Putin’ Asperger’s “diagnosis” ignorant

admin

Amelia Smith, Columnist

 

In 2008, a Pentagon think tank generated a recently publically released report theorizing that Russian President Vladimir Putin could have Asperger’s Syndrome. Asperger’s was an autism disorder that has since been merged into Autism Spectrum Disorder (ASD) in the current DSM V (Diagnostic and Statistical Manual of Mental Disorders).

Asperger’s was considered a high functioning type of autism, with deficiencies most notably in social interaction and communication, paired with a tendency to repetitive behavior and restricted interests.

The report was authored by Brenda Connors, who works as an expert in “movement pattern analysis.” I put this in quotes because from what I’ve read of the work she does, it seems to be largely mired in pseudo-science. Her degree is in political science, which makes it hard to believe she has a qualification to make any diagnosis of a neurodevelopmental disorder, let alone from a video.

Connors made her diagnosis through watching videos of the Russian President and examining his patterns of behavior and, through them, his state of mind. I guess this kind of analysis can be based in interpretations of basic body language, through which people can, to an extent, determine people’s emotional state, but that is a far cry from making a diagnosis of a neurodevelopmental disorder.

I can’t imagine any professional in a field involving diagnosis would advocate making a diagnosis through a video. Connors’ diagnosis of Putin stinks of the trend of hackneyed pop-psychology and of stigmatization.

Supposedly, Connors’s report was to help the U.S. government in interactions with Putin. But it’s hard to see how making wild claims about Putin’s neurological condition would aid in this function. A wild conjecture about the reasons behind Putin’s behavior could actually do more harm than good.

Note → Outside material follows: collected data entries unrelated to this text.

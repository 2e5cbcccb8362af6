//! Scenario: snapshot refresh paging and stale sweep.
//!
//! # Invariants under test
//! - The keyholder refresh reads exactly `ceil(total / page_size)` pages and
//!   makes no further call.
//! - A failed page ends the refresh without error.
//! - An inactive snapshot is never resurrected by a later refresh.
//! - The sweep deactivates every active snapshot the stamped refresh missed.

use lks_db::Repository;
use lks_sync::ProcessorOptions;
use lks_testkit::{Harness, LockBuilder};
use uuid::Uuid;

fn paged(page_size: u32) -> Harness {
    Harness::with_options(ProcessorOptions {
        keyholder_page_size: page_size,
        history_page_size: 100,
    })
}

#[tokio::test]
async fn reads_exactly_the_reported_page_count() -> anyhow::Result<()> {
    let h = paged(2);
    for i in 0..5 {
        h.api.insert_keyholder_lock(LockBuilder::keyholder(&format!("l{i}")).build())?;
    }

    let report = h
        .processor
        .bulk_update_keyholder_snapshots(&h.cred, None)
        .await?;
    assert_eq!(report.pages, 3);
    assert_eq!(report.upserted, 5);

    let pages: Vec<u64> = h
        .api
        .calls_for("search_keyholder_locks")?
        .iter()
        .filter_map(|c| c.detail["page"].as_u64())
        .collect();
    assert_eq!(pages, vec![0, 1, 2]);
    Ok(())
}

#[tokio::test]
async fn failed_page_stops_the_refresh() -> anyhow::Result<()> {
    let h = paged(2);
    for i in 0..5 {
        h.api.insert_keyholder_lock(LockBuilder::keyholder(&format!("l{i}")).build())?;
    }
    h.api.fail_with_status("search_keyholder_locks", "", 503)?;

    let report = h
        .processor
        .bulk_update_keyholder_snapshots(&h.cred, None)
        .await?;
    assert_eq!(report.pages, 0);
    assert_eq!(report.upserted, 0);
    assert_eq!(h.api.calls_for("search_keyholder_locks")?.len(), 1);
    Ok(())
}

#[tokio::test]
async fn inactive_snapshots_are_not_resurrected() -> anyhow::Result<()> {
    let h = paged(50);
    h.api.insert_lock(LockBuilder::wearer("w1").build())?;
    h.refresh().await?;
    let cid = h.cid();
    h.repo.mark_snapshot_inactive("w1", &cid).await?;

    let report = h.processor.bulk_update_lock_snapshots(&h.cred, None).await?;
    assert_eq!(report.skipped_inactive, 1);
    assert_eq!(report.upserted, 0);
    assert!(!h.repo.snapshot("w1", &cid).await?.map(|s| s.is_active).unwrap_or(true));
    Ok(())
}

#[tokio::test]
async fn sweep_deactivates_snapshots_the_refresh_missed() -> anyhow::Result<()> {
    let h = paged(50);
    h.api.insert_lock(LockBuilder::wearer("w1").build())?;
    h.api.insert_keyholder_lock(LockBuilder::keyholder("k1").build())?;
    h.refresh().await?;

    h.api.remove_lock("k1")?;
    let token = Uuid::new_v4();
    h.processor
        .bulk_update_lock_snapshots(&h.cred, Some(token))
        .await?;
    h.processor
        .bulk_update_keyholder_snapshots(&h.cred, Some(token))
        .await?;
    let swept = h
        .processor
        .deactivate_snapshots_without_update_token(&h.cred, token)
        .await?;
    assert_eq!(swept, 1);

    let cid = h.cid();
    let active: Vec<String> = h
        .repo
        .active_snapshots(&cid, None)
        .await?
        .into_iter()
        .map(|s| s.lock_id)
        .collect();
    assert_eq!(active, vec!["w1"]);
    Ok(())
}
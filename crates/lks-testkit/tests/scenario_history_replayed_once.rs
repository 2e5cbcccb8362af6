//! Scenario: history replay delivers each entry exactly once.
//!
//! # Invariants under test
//! - Entries are dispatched in `created_at` order across locks, inside one
//!   enter/exit bracket per handler and one start/complete per lock.
//! - Locks complete in the order they started.
//! - Unknown log types are not dispatched but are still marked processed.
//! - A processed entry is never dispatched again, however many passes run.
//! - Entries of a lock without a handler stay unprocessed.

use std::sync::Arc;

use lks_db::Repository;
use lks_schemas::LogType;
use lks_testkit::{log, Harness, LockBuilder, RecordingHandler};

#[tokio::test]
async fn brackets_and_order_across_locks() -> anyhow::Result<()> {
    let h = Harness::new();
    h.api.insert_keyholder_lock(LockBuilder::keyholder("l1").build())?;
    h.api.insert_keyholder_lock(LockBuilder::keyholder("l2").build())?;
    h.api.push_history(log("a1", "l1", LogType::LockFrozen, 2))?;
    h.api.push_history(log("a2", "l1", LogType::LockUnfrozen, 4))?;
    h.api.push_history(log("b1", "l2", LogType::TimerHidden, 1))?;
    h.api.push_history(log("b2", "l2", LogType::TimerRevealed, 3))?;

    let rec = Arc::new(RecordingHandler::new("rec"));
    h.processor.register_lock_handler("l1", &h.cred, rec.clone())?;
    h.processor.register_lock_handler("l2", &h.cred, rec.clone())?;

    h.refresh().await?;
    let pulled = h.processor.bulk_update_lock_history(&h.cred, None).await?;
    assert_eq!(pulled.locks_pulled, 2);
    assert_eq!(pulled.inserted, 4);

    let report = h.processor.process_lock_history(&h.cred).await?;
    assert_eq!(report.dispatched, 4);
    assert_eq!(report.instances_committed, 2);

    assert_eq!(
        rec.calls(),
        vec![
            "enter:2",
            "start:l2",
            "event:l2:b1:timer_hidden",
            "start:l1",
            "event:l1:a1:lock_frozen",
            "event:l2:b2:timer_revealed",
            "event:l1:a2:lock_unfrozen",
            "complete:l2",
            "complete:l1",
            "exit:2",
        ]
    );
    Ok(())
}

#[tokio::test]
async fn processed_entries_are_not_replayed() -> anyhow::Result<()> {
    let h = Harness::new();
    h.api.insert_keyholder_lock(LockBuilder::keyholder("l1").build())?;
    h.api.push_history(log("h1", "l1", LogType::LockFrozen, 1))?;
    let mut unknown = log("h2", "l1", LogType::Locked, 2);
    unknown.log_type = "combination_changed".to_string();
    h.api.push_history(unknown)?;

    let rec = Arc::new(RecordingHandler::new("rec"));
    h.processor.register_lock_handler("l1", &h.cred, rec.clone())?;

    h.refresh().await?;
    h.processor.bulk_update_lock_history(&h.cred, None).await?;
    let first = h.processor.process_lock_history(&h.cred).await?;
    assert_eq!(first.dispatched, 1);
    assert_eq!(first.ignored_types, 1);
    assert_eq!(rec.events(), vec!["l1:h1"]);
    assert!(!h.repo.has_unprocessed_history("l1", &h.cid()).await?);

    // a new entry arrives; only it is delivered
    h.api.push_history(log("h3", "l1", LogType::LockUnfrozen, 3))?;
    rec.clear();
    for _ in 0..2 {
        h.refresh().await?;
        h.processor.bulk_update_lock_history(&h.cred, None).await?;
        h.processor.process_lock_history(&h.cred).await?;
    }
    assert_eq!(rec.events(), vec!["l1:h3"]);
    Ok(())
}

#[tokio::test]
async fn unhandled_lock_history_stays_unprocessed() -> anyhow::Result<()> {
    let h = Harness::new();
    h.api.insert_keyholder_lock(LockBuilder::keyholder("l3").build())?;
    h.api.push_history(log("c1", "l3", LogType::LockFrozen, 1))?;

    h.refresh().await?;
    assert!(h.processor.update_lock_history("l3", &h.cred).await?);

    let report = h.processor.process_lock_history(&h.cred).await?;
    assert_eq!(report.dispatched, 0);
    assert_eq!(report.skipped_unhandled, 1);
    assert!(h.repo.has_unprocessed_history("l3", &h.cid()).await?);
    Ok(())
}
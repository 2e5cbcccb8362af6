//! Scenario: pillory requests coalesce under a 24 h window.
//!
//! # Invariants under test
//! - With nothing pending, a pillory request inserts a record.
//! - A second request whose sum stays within 24 h merges into the pending
//!   record: durations add and the newest reason wins.
//! - A request that would push the sum past 24 h starts a separate record.
//! - `send_to_pillory` clamps its duration to 15 min ..= 24 h.

use chrono::Duration;

use lks_db::UpdateType;
use lks_sync::updates::PilloryPayload;
use lks_sync::{LockInstance, QueueOutcome, UpdateIntent, UpdateQueue};
use lks_testkit::{Harness, LockBuilder};

fn pillory(secs: i64, reason: &str) -> UpdateIntent {
    UpdateIntent::Pillory(PilloryPayload {
        reason: reason.to_string(),
        duration: secs,
    })
}

#[tokio::test]
async fn merges_within_window_then_splits() -> anyhow::Result<()> {
    let h = Harness::new();
    let cid = h.cid();
    let queue = UpdateQueue::new(h.repo.as_ref());

    let a = queue.apply("l1", &cid, pillory(45 * 60, "late")).await?;
    let b = queue.apply("l1", &cid, pillory(20 * 3600, "very late")).await?;
    assert_eq!(a, QueueOutcome::Inserted);
    assert_eq!(b, QueueOutcome::Merged);

    let pending = h.pending_of("l1", UpdateType::Pillory).await?;
    assert_eq!(pending.len(), 1);
    let merged: PilloryPayload = pending[0].payload_as()?;
    assert_eq!(merged.duration, 20 * 3600 + 45 * 60);
    assert_eq!(merged.reason, "very late");

    let c = queue.apply("l1", &cid, pillory(4 * 3600, "again")).await?;
    assert_eq!(c, QueueOutcome::Inserted);

    let pending = h.pending_of("l1", UpdateType::Pillory).await?;
    assert_eq!(pending.len(), 2);
    let durations: Vec<i64> = pending
        .iter()
        .map(|u| u.payload_as::<PilloryPayload>().map(|p| p.duration))
        .collect::<anyhow::Result<_>>()?;
    assert!(durations.contains(&(20 * 3600 + 45 * 60)));
    assert!(durations.contains(&(4 * 3600)));
    Ok(())
}

#[tokio::test]
async fn send_to_pillory_clamps_duration() -> anyhow::Result<()> {
    let h = Harness::new();
    let mut instance = LockInstance::new(LockBuilder::keyholder("l1").build(), h.cid());

    instance.send_to_pillory(Duration::minutes(1), "short");
    instance.send_to_pillory(Duration::days(3), "long");

    let intents = instance.commit_updates();
    assert_eq!(
        intents,
        vec![pillory(15 * 60, "short"), pillory(24 * 3600, "long")]
    );
    Ok(())
}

I find two great offenses in Connors’ report. The first is in the promotion of pop-psychology. Psychology is a field that often suffers from media outside of the field selecting a study and blowing its findings out of proportion or over-simplifying them to the point that the results are not accurate any more.

People tend to believe that, when they hear a significant result was found, it applies to the majority of people. The reality is that most people are average – that’s why most results form that familiar bell-curve. A report like this takes the science out of psychology. It misrepresents what strictly conducted scientific research is.

My second problem with Connors’ report is that it contributes to the stigmatization of autism. What does releasing this report really do aside from causing people to explain Putin’s behavior with the label of “autism spectrum disorder?”

It sounds like this report is attacking Putin’s capabilities, and it does so through language like calling ASD a “profound handicap” associated with a “reptilian stage of development.” How is this not the language of degradation? Frankly, it’s utterly insulting to those who live with the disorder.

This report could have people who are not patient enough to investigate the shaky science behind the headline to believe in incorrect and stigmatizing conceptions of ASD.

For the sake of the integrity of scientific research and for the sake of people living with ASD, please do not believe that Putin has the disorder—at the very least, not based on this report.